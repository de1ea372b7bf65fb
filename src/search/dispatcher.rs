//! Search dispatcher / 搜索分发
//!
//! Resolves a search type to exactly one store query through a strategy
//! table. Adding a searchable field means one `SearchType` case plus one
//! entry in [`strategy`].

use futures::future::BoxFuture;
use futures::FutureExt;
use std::sync::Arc;

use super::hashtag;
use super::types::{non_blank, Page, PageRequest, SearchRequest, SearchType};
use crate::error::Result;
use crate::models::{ArticleRecord, ArticleResponse};
use crate::store::ContentStore;

/// Store query for one search type
pub type QueryFn = for<'a> fn(&'a dyn ContentStore, &'a str, &'a PageRequest) -> BoxFuture<'a, Result<Page<ArticleRecord>>>;

fn by_title<'a>(store: &'a dyn ContentStore, keyword: &'a str, page: &'a PageRequest) -> BoxFuture<'a, Result<Page<ArticleRecord>>> {
    store.find_by_title_contains(keyword, page)
}

fn by_content<'a>(store: &'a dyn ContentStore, keyword: &'a str, page: &'a PageRequest) -> BoxFuture<'a, Result<Page<ArticleRecord>>> {
    store.find_by_content_contains(keyword, page)
}

fn by_author_id<'a>(store: &'a dyn ContentStore, keyword: &'a str, page: &'a PageRequest) -> BoxFuture<'a, Result<Page<ArticleRecord>>> {
    store.find_by_author_id_contains(keyword, page)
}

fn by_author_nickname<'a>(store: &'a dyn ContentStore, keyword: &'a str, page: &'a PageRequest) -> BoxFuture<'a, Result<Page<ArticleRecord>>> {
    store.find_by_author_nickname_contains(keyword, page)
}

/// Exact match on the stored `#name`. Surrounding whitespace and a leading
/// `#` from the caller are dropped, since a hashtag name never holds either.
fn by_hashtag<'a>(store: &'a dyn ContentStore, keyword: &'a str, page: &'a PageRequest) -> BoxFuture<'a, Result<Page<ArticleRecord>>> {
    async move {
        let value = hashtag::to_stored(hashtag::from_stored(keyword.trim()).trim());
        store.find_by_hashtag_equals(&value, page).await
    }
    .boxed()
}

/// Strategy table: search type -> store query
pub fn strategy(search_type: SearchType) -> QueryFn {
    match search_type {
        SearchType::Title => by_title,
        SearchType::Content => by_content,
        SearchType::AuthorId => by_author_id,
        SearchType::AuthorNickname => by_author_nickname,
        SearchType::Hashtag => by_hashtag,
    }
}

/// Article search over a content store / 文章搜索
#[derive(Clone)]
pub struct SearchDispatcher {
    store: Arc<dyn ContentStore>,
}

impl SearchDispatcher {
    pub fn new(store: Arc<dyn ContentStore>) -> Self {
        Self { store }
    }

    /// Search by type and keyword / 按类型搜索
    ///
    /// A blank or absent keyword ignores `search_type` and lists everything.
    /// A keyword without a type searches titles.
    pub async fn search(
        &self,
        search_type: Option<SearchType>,
        keyword: Option<&str>,
        page: &PageRequest,
    ) -> Result<Page<ArticleResponse>> {
        let store = self.store.as_ref();
        let records = match non_blank(keyword) {
            None => store.find_all(page).await?,
            Some(keyword) => {
                let search_type = search_type.unwrap_or(SearchType::Title);
                tracing::debug!("Searching articles: type={} keyword={:?}", search_type, keyword);
                strategy(search_type)(store, keyword, page).await?
            }
        };
        Ok(records.map(ArticleResponse::from_record))
    }

    pub async fn search_request(&self, request: &SearchRequest) -> Result<Page<ArticleResponse>> {
        self.search(request.search_type, request.keyword.as_deref(), &request.page).await
    }

    /// Search by hashtag name / 按标签搜索
    ///
    /// Unlike [`search`](Self::search), a blank keyword yields an empty page.
    pub async fn search_by_hashtag(&self, keyword: Option<&str>, page: &PageRequest) -> Result<Page<ArticleResponse>> {
        let Some(keyword) = non_blank(keyword) else {
            return Ok(Page::empty(page.clone()));
        };
        let records = strategy(SearchType::Hashtag)(self.store.as_ref(), keyword, page).await?;
        Ok(records.map(ArticleResponse::from_record))
    }

    /// Distinct hashtag names in use, without `#`, sorted
    pub async fn list_distinct_hashtags(&self) -> Result<Vec<String>> {
        let mut names: Vec<String> = self
            .store
            .list_distinct_hashtag_values()
            .await?
            .iter()
            .map(|v| hashtag::from_stored(v).to_string())
            .collect();
        names.sort();
        names.dedup();
        Ok(names)
    }
}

-------

• [Task instructions]
Report every line containing the string "SearchType" in the material.

• [Answer to this exercise]
//! table. Adding a searchable field means one `SearchType` case plus one
use super::types::{non_blank, Page, PageRequest, SearchRequest, SearchType};
pub fn strategy(search_type: SearchType) -> QueryFn {
        SearchType::Title => by_title,
        SearchType::Content => by_content,
        SearchType::AuthorId => by_author_id,
        SearchType::AuthorNickname => by_author_nickname,
        SearchType::Hashtag => by_hashtag,
        search_type: Option<SearchType>,
                let search_type = search_type.unwrap_or(SearchType::Title);
        let records = strategy(SearchType::Hashtag)(self.store.as_ref(), keyword, page).await?;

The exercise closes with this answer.